__EXERCISE__
Report every line of the records below that includes the string "write".

__DATA SECTION__

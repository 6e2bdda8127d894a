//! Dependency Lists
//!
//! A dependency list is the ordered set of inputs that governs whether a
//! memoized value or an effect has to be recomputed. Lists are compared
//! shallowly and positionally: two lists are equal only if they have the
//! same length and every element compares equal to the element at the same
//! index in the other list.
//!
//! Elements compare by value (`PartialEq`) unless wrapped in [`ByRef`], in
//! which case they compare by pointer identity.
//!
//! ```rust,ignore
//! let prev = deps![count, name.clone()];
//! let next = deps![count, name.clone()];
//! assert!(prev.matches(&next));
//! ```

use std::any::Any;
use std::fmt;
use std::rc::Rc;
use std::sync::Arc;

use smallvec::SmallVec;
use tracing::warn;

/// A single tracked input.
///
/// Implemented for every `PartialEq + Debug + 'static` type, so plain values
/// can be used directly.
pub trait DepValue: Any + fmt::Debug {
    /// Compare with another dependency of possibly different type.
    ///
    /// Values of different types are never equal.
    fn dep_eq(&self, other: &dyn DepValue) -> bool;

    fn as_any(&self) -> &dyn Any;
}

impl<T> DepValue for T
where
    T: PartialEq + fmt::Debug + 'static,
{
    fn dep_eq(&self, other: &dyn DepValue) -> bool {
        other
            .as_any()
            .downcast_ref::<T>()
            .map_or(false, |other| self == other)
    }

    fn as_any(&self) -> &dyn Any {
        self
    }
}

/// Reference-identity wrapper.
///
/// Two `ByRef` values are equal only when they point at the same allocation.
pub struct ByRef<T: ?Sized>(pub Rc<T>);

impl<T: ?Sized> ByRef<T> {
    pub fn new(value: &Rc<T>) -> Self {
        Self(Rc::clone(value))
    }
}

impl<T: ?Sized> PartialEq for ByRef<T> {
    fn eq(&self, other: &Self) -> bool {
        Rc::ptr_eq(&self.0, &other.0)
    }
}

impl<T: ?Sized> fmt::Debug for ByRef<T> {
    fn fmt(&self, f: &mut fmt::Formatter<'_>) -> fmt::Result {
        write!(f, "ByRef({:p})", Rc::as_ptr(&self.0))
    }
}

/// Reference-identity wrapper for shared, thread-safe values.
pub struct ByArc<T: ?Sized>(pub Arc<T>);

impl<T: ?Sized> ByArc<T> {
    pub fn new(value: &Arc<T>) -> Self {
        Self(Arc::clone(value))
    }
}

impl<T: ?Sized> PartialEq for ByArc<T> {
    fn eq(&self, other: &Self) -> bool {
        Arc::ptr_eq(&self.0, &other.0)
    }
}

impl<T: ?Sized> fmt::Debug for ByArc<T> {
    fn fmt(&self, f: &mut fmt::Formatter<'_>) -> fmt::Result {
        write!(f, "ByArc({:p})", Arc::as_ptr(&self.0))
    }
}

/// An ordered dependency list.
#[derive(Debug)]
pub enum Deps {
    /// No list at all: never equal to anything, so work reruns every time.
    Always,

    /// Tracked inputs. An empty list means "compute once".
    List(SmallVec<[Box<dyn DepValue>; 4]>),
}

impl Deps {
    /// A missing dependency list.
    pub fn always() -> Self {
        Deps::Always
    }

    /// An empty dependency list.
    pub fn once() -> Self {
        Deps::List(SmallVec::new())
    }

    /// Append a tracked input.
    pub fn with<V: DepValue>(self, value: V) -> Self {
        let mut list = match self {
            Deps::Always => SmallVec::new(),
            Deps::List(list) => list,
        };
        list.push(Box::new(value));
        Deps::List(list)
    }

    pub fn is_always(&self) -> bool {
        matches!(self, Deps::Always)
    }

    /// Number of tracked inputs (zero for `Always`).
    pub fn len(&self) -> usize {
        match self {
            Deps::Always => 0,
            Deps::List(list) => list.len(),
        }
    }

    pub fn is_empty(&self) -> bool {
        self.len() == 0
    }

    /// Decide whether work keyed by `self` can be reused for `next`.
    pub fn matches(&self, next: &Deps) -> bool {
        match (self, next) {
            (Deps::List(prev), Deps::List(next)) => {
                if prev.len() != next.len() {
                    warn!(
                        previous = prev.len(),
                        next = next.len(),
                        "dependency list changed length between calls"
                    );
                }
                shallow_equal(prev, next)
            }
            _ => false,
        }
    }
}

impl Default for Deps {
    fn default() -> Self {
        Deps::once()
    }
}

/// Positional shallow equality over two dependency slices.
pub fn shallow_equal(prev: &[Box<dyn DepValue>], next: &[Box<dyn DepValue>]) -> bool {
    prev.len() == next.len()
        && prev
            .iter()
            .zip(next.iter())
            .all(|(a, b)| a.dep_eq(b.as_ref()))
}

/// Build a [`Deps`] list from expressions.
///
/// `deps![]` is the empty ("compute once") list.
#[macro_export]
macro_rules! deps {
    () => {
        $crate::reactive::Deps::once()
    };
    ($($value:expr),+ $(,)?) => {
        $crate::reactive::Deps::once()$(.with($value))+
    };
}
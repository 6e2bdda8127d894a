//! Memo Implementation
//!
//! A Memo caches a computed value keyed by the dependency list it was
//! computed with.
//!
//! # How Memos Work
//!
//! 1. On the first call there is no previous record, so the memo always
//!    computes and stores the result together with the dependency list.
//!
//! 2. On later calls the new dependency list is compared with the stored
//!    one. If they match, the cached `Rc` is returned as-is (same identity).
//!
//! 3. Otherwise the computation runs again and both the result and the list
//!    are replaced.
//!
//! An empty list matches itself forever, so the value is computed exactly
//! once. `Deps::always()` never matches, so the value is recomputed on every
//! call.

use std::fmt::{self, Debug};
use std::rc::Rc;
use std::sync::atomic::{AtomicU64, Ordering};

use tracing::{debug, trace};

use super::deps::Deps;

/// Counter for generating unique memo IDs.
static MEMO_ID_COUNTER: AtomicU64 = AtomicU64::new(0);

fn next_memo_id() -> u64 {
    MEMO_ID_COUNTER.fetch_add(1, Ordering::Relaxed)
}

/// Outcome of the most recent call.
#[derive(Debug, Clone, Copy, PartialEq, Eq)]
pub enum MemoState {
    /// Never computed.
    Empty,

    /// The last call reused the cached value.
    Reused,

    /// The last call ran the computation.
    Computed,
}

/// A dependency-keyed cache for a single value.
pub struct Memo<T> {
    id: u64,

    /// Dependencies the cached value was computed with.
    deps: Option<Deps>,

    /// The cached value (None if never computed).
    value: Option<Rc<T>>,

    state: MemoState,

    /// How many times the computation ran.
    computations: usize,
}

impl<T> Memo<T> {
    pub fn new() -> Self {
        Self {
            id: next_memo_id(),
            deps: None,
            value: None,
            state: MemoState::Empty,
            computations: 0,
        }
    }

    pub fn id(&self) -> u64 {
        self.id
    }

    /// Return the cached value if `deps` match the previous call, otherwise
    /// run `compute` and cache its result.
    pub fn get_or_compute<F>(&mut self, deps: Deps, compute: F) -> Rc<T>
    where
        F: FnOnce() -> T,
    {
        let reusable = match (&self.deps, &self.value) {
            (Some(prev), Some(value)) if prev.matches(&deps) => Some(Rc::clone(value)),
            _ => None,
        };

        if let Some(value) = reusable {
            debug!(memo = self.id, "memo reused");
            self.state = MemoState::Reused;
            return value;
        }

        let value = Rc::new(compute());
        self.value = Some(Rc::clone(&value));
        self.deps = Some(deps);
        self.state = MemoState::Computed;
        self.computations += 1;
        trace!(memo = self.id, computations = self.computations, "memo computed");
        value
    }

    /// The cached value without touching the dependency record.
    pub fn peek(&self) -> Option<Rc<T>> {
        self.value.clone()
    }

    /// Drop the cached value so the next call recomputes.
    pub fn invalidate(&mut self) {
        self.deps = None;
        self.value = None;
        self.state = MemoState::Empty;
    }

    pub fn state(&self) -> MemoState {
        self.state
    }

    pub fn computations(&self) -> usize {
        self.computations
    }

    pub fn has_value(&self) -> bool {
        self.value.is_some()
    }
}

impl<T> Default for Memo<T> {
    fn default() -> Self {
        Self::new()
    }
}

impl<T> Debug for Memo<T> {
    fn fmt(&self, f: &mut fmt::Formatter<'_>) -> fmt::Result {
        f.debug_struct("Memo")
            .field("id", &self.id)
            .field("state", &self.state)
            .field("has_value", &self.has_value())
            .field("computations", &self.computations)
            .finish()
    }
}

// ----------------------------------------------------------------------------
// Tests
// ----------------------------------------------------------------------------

__SOLUTION FOR THIS EXERCISE__
        write!(f, "ByRef({:p})", Rc::as_ptr(&self.0))
        write!(f, "ByArc({:p})", Arc::as_ptr(&self.0))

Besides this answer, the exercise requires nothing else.